Records excerpted from a collection:
+ + + + + + +
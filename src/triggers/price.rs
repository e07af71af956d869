use std::collections::{HashMap, HashSet};
use std::sync::Arc;
use std::time::Duration;

use arc_swap::ArcSwap;
use dashmap::DashMap;
use parking_lot::RwLock;
use serde::{Deserialize, Serialize};
use tokio::task::JoinHandle;
use tracing::{debug, info, warn};
use uuid::Uuid;

use crate::builder::VenueTag;
use crate::coordinator::types::TradeIntent;
use crate::coordinator::Coordinator;
use crate::error::{AppError, Result};
use crate::events::{Event, EventBus};
use crate::price::PriceSource;

#[derive(Debug, Clone, Copy, PartialEq, Eq, Serialize, Deserialize)]
#[serde(rename_all = "kebab-case")]
pub enum TriggerKind {
    StopLoss,
    TakeProfit,
}

#[derive(Debug, Clone, Serialize, Deserialize)]
pub struct TriggerRecord {
    pub id: String,
    pub kind: TriggerKind,
    pub mint: String,
    pub trigger_price: f64,
    pub sell_percent: f64,
    pub enabled: bool,
    pub wallets: Option<Vec<String>>,
    pub venue: Option<VenueTag>,
}

impl TriggerRecord {
    fn fires_at(&self, current: f64) -> bool {
        match self.kind {
            TriggerKind::StopLoss => current <= self.trigger_price,
            TriggerKind::TakeProfit => current >= self.trigger_price,
        }
    }
}

/// Single loop watching the union of trigger mints. Records are one-shot:
/// a fire disables the record until someone re-enables it.
pub struct TriggerScheduler {
    records: DashMap<String, TriggerRecord>,
    coordinator: Arc<Coordinator>,
    price: Arc<dyn PriceSource>,
    events: EventBus,
    /// Latest observed prices, readable without locking the scheduler.
    latest: ArcSwap<HashMap<String, f64>>,
    poll_interval: Duration,
    stop_loss_slippage_bps: u16,
    nominal_slippage_bps: u16,
    monitor: RwLock<Option<JoinHandle<()>>>,
}

impl TriggerScheduler {
    pub fn new(
        coordinator: Arc<Coordinator>,
        price: Arc<dyn PriceSource>,
        events: EventBus,
        poll_interval: Duration,
        nominal_slippage_bps: u16,
        stop_loss_slippage_bps: u16,
    ) -> Arc<Self> {
        Arc::new(Self {
            records: DashMap::new(),
            coordinator,
            price,
            events,
            latest: ArcSwap::from_pointee(HashMap::new()),
            poll_interval,
            stop_loss_slippage_bps,
            nominal_slippage_bps,
            monitor: RwLock::new(None),
        })
    }

    pub fn add(
        &self,
        kind: TriggerKind,
        mint: &str,
        trigger_price: f64,
        sell_percent: f64,
        wallets: Option<Vec<String>>,
        venue: Option<VenueTag>,
    ) -> Result<String> {
        if trigger_price <= 0.0 {
            return Err(AppError::Config("trigger price must be positive".into()));
        }
        if sell_percent <= 0.0 || sell_percent > 100.0 {
            return Err(AppError::Config("sell percent must be in (0, 100]".into()));
        }

        let id = Uuid::new_v4().to_string();
        self.records.insert(
            id.clone(),
            TriggerRecord {
                id: id.clone(),
                kind,
                mint: mint.to_string(),
                trigger_price,
                sell_percent,
                enabled: true,
                wallets,
                venue,
            },
        );
        info!("{:?} armed on {} at {}", kind, mint, trigger_price);
        Ok(id)
    }

    pub fn list(&self) -> Vec<TriggerRecord> {
        self.records.iter().map(|r| r.clone()).collect()
    }

    pub fn remove(&self, id: &str) -> Result<()> {
        self.records
            .remove(id)
            .map(|_| ())
            .ok_or_else(|| AppError::Config(format!("unknown trigger {}", id)))
    }

    pub fn set_enabled(&self, id: &str, enabled: bool) -> Result<()> {
        let mut record = self
            .records
            .get_mut(id)
            .ok_or_else(|| AppError::Config(format!("unknown trigger {}", id)))?;
        record.enabled = enabled;
        Ok(())
    }

    pub fn latest_price(&self, mint: &str) -> Option<f64> {
        self.latest.load().get(mint).copied()
    }

    pub fn start(self: &Arc<Self>) {
        let scheduler = Arc::clone(self);
        let handle = tokio::spawn(async move {
            let mut interval = tokio::time::interval(scheduler.poll_interval);
            loop {
                interval.tick().await;
                scheduler.evaluate_tick().await;
            }
        });

        let mut slot = self.monitor.write();
        if let Some(old) = slot.take() {
            old.abort();
        }
        *slot = Some(handle);
    }

    pub fn destroy(&self) {
        if let Some(handle) = self.monitor.write().take() {
            handle.abort();
        }
        info!("trigger scheduler stopped");
    }

    /// One monitor round: fetch prices for every referenced mint, then
    /// evaluate the records. Public so tests can drive ticks directly.
    pub async fn evaluate_tick(&self) {
        let mints: HashSet<String> = self
            .records
            .iter()
            .filter(|r| r.enabled)
            .map(|r| r.mint.clone())
            .collect();
        if mints.is_empty() {
            return;
        }

        let mut prices = HashMap::new();
        for mint in mints {
            // One bad mint must not cost the others their tick.
            match self.price.price_of(&mint).await {
                Ok(Some(price)) => {
                    prices.insert(mint, price);
                }
                Ok(None) => debug!("no price tick for {}", mint),
                Err(e) => debug!("price fetch failed for {}: {}", mint, e),
            }
        }
        if prices.is_empty() {
            return;
        }
        self.latest.store(Arc::new(prices.clone()));

        let fired: Vec<TriggerRecord> = self
            .records
            .iter()
            .filter(|r| r.enabled)
            .filter(|r| prices.get(&r.mint).is_some_and(|p| r.fires_at(*p)))
            .map(|r| r.clone())
            .collect();

        for record in fired {
            // Disable before dispatch: one-shot even if the sell fails.
            if let Some(mut entry) = self.records.get_mut(&record.id) {
                if !entry.enabled {
                    continue;
                }
                entry.enabled = false;
            }

            let price = prices[&record.mint];
            match record.kind {
                TriggerKind::StopLoss => {
                    warn!(
                        "stop-loss fired on {} at {} (trigger {})",
                        record.mint, price, record.trigger_price
                    );
                    self.events.publish(Event::StopLossTriggered {
                        mint: record.mint.clone(),
                        price,
                    });
                }
                TriggerKind::TakeProfit => {
                    info!(
                        "take-profit fired on {} at {} (trigger {})",
                        record.mint, price, record.trigger_price
                    );
                    self.events.publish(Event::TakeProfitTriggered {
                        mint: record.mint.clone(),
                        price,
                    });
                }
            }

            let slippage = match record.kind {
                TriggerKind::StopLoss => self.stop_loss_slippage_bps,
                TriggerKind::TakeProfit => self.nominal_slippage_bps,
            };

            let mut intent =
                TradeIntent::sell_percent(&record.mint, record.sell_percent)
                    .with_slippage(slippage);
            intent.wallets = record.wallets.clone();
            intent.venue = record.venue;

            match self.coordinator.coordinated_sell(intent).await {
                Ok(result) => info!(
                    "triggered exit on {}: {}/{} wallets ok",
                    record.mint,
                    result.succeeded(),
                    result.wallet_results.len()
                ),
                // Swallowed: the position is still there, the operator can
                // re-arm.
                Err(e) => warn!("triggered exit on {} failed: {}", record.mint, e),
            }
        }
    }
}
+ + + + + + +
THE PROBLEM: Please output each record exactly as it appears above.

ANSWER BELOW:
filename src/triggers/price.rs
repository e07af71af956d869
use std::collections::{HashMap, HashSet};
use std::sync::Arc;
use std::time::Duration;

use arc_swap::ArcSwap;
use dashmap::DashMap;
use parking_lot::RwLock;
use serde::{Deserialize, Serialize};
use tokio::task::JoinHandle;
use tracing::{debug, info, warn};
use uuid::Uuid;

use crate::builder::VenueTag;
use crate::coordinator::types::TradeIntent;
use crate::coordinator::Coordinator;
use crate::error::{AppError, Result};
use crate::events::{Event, EventBus};
use crate::price::PriceSource;

#[derive(Debug, Clone, Copy, PartialEq, Eq, Serialize, Deserialize)]
#[serde(rename_all = "kebab-case")]
pub enum TriggerKind {
    StopLoss,
    TakeProfit,
}

#[derive(Debug, Clone, Serialize, Deserialize)]
pub struct TriggerRecord {
    pub id: String,
    pub kind: TriggerKind,
    pub mint: String,
    pub trigger_price: f64,
    pub sell_percent: f64,
    pub enabled: bool,
    pub wallets: Option<Vec<String>>,
    pub venue: Option<VenueTag>,
}

impl TriggerRecord {
    fn fires_at(&self, current: f64) -> bool {
        match self.kind {
            TriggerKind::StopLoss => current <= self.trigger_price,
            TriggerKind::TakeProfit => current >= self.trigger_price,
        }
    }
}

/// Single loop watching the union of trigger mints. Records are one-shot:
/// a fire disables the record until someone re-enables it.
pub struct TriggerScheduler {
    records: DashMap<String, TriggerRecord>,
    coordinator: Arc<Coordinator>,
    price: Arc<dyn PriceSource>,
    events: EventBus,
    /// Latest observed prices, readable without locking the scheduler.
    latest: ArcSwap<HashMap<String, f64>>,
    poll_interval: Duration,
    stop_loss_slippage_bps: u16,
    nominal_slippage_bps: u16,
    monitor: RwLock<Option<JoinHandle<()>>>,
}

impl TriggerScheduler {
    pub fn new(
        coordinator: Arc<Coordinator>,
        price: Arc<dyn PriceSource>,
        events: EventBus,
        poll_interval: Duration,
        nominal_slippage_bps: u16,
        stop_loss_slippage_bps: u16,
    ) -> Arc<Self> {
        Arc::new(Self {
            records: DashMap::new(),
            coordinator,
            price,
            events,
            latest: ArcSwap::from_pointee(HashMap::new()),
            poll_interval,
            stop_loss_slippage_bps,
            nominal_slippage_bps,
            monitor: RwLock::new(None),
        })
    }

    pub fn add(
        &self,
        kind: TriggerKind,
        mint: &str,
        trigger_price: f64,
        sell_percent: f64,
        wallets: Option<Vec<String>>,
        venue: Option<VenueTag>,
    ) -> Result<String> {
        if trigger_price <= 0.0 {
            return Err(AppError::Config("trigger price must be positive".into()));
        }
        if sell_percent <= 0.0 || sell_percent > 100.0 {
            return Err(AppError::Config("sell percent must be in (0, 100]".into()));
        }

        let id = Uuid::new_v4().to_string();
        self.records.insert(
            id.clone(),
            TriggerRecord {
                id: id.clone(),
                kind,
                mint: mint.to_string(),
                trigger_price,
                sell_percent,
                enabled: true,
                wallets,
                venue,
            },
        );
        info!("{:?} armed on {} at {}", kind, mint, trigger_price);
        Ok(id)
    }

    pub fn list(&self) -> Vec<TriggerRecord> {
        self.records.iter().map(|r| r.clone()).collect()
    }

    pub fn remove(&self, id: &str) -> Result<()> {
        self.records
            .remove(id)
            .map(|_| ())
            .ok_or_else(|| AppError::Config(format!("unknown trigger {}", id)))
    }

    pub fn set_enabled(&self, id: &str, enabled: bool) -> Result<()> {
        let mut record = self
            .records
            .get_mut(id)
            .ok_or_else(|| AppError::Config(format!("unknown trigger {}", id)))?;
        record.enabled = enabled;
        Ok(())
    }

    pub fn latest_price(&self, mint: &str) -> Option<f64> {
        self.latest.load().get(mint).copied()
    }

    pub fn start(self: &Arc<Self>) {
        let scheduler = Arc::clone(self);
        let handle = tokio::spawn(async move {
            let mut interval = tokio::time::interval(scheduler.poll_interval);
            loop {
                interval.tick().await;
                scheduler.evaluate_tick().await;
            }
        });

        let mut slot = self.monitor.write();
        if let Some(old) = slot.take() {
            old.abort();
        }
        *slot = Some(handle);
    }

    pub fn destroy(&self) {
        if let Some(handle) = self.monitor.write().take() {
            handle.abort();
        }
        info!("trigger scheduler stopped");
    }

    /// One monitor round: fetch prices for every referenced mint, then
    /// evaluate the records. Public so tests can drive ticks directly.
    pub async fn evaluate_tick(&self) {
        let mints: HashSet<String> = self
            .records
            .iter()
            .filter(|r| r.enabled)
            .map(|r| r.mint.clone())
            .collect();
        if mints.is_empty() {
            return;
        }

        let mut prices = HashMap::new();
        for mint in mints {
            // One bad mint must not cost the others their tick.
            match self.price.price_of(&mint).await {
                Ok(Some(price)) => {
                    prices.insert(mint, price);
                }
                Ok(None) => debug!("no price tick for {}", mint),
                Err(e) => debug!("price fetch failed for {}: {}", mint, e),
            }
        }
        if prices.is_empty() {
            return;
        }
        self.latest.store(Arc::new(prices.clone()));

        let fired: Vec<TriggerRecord> = self
            .records
            .iter()
            .filter(|r| r.enabled)
            .filter(|r| prices.get(&r.mint).is_some_and(|p| r.fires_at(*p)))
            .map(|r| r.clone())
            .collect();

        for record in fired {
            // Disable before dispatch: one-shot even if the sell fails.
            if let Some(mut entry) = self.records.get_mut(&record.id) {
                if !entry.enabled {
                    continue;
                }
                entry.enabled = false;
            }

            let price = prices[&record.mint];
            match record.kind {
                TriggerKind::StopLoss => {
                    warn!(
                        "stop-loss fired on {} at {} (trigger {})",
                        record.mint, price, record.trigger_price
                    );
                    self.events.publish(Event::StopLossTriggered {
                        mint: record.mint.clone(),
                        price,
                    });
                }
                TriggerKind::TakeProfit => {
                    info!(
                        "take-profit fired on {} at {} (trigger {})",
                        record.mint, price, record.trigger_price
                    );
                    self.events.publish(Event::TakeProfitTriggered {
                        mint: record.mint.clone(),
                        price,
                    });
                }
            }

            let slippage = match record.kind {
                TriggerKind::StopLoss => self.stop_loss_slippage_bps,
                TriggerKind::TakeProfit => self.nominal_slippage_bps,
            };

            let mut intent =
                TradeIntent::sell_percent(&record.mint, record.sell_percent)
                    .with_slippage(slippage);
            intent.wallets = record.wallets.clone();
            intent.venue = record.venue;

            match self.coordinator.coordinated_sell(intent).await {
                Ok(result) => info!(
                    "triggered exit on {}: {}/{} wallets ok",
                    record.mint,
                    result.succeeded(),
                    result.wallet_results.len()
                ),
                // Swallowed: the position is still there, the operator can
                // re-arm.
                Err(e) => warn!("triggered exit on {} failed: {}", record.mint, e),
            }
        }
    }
}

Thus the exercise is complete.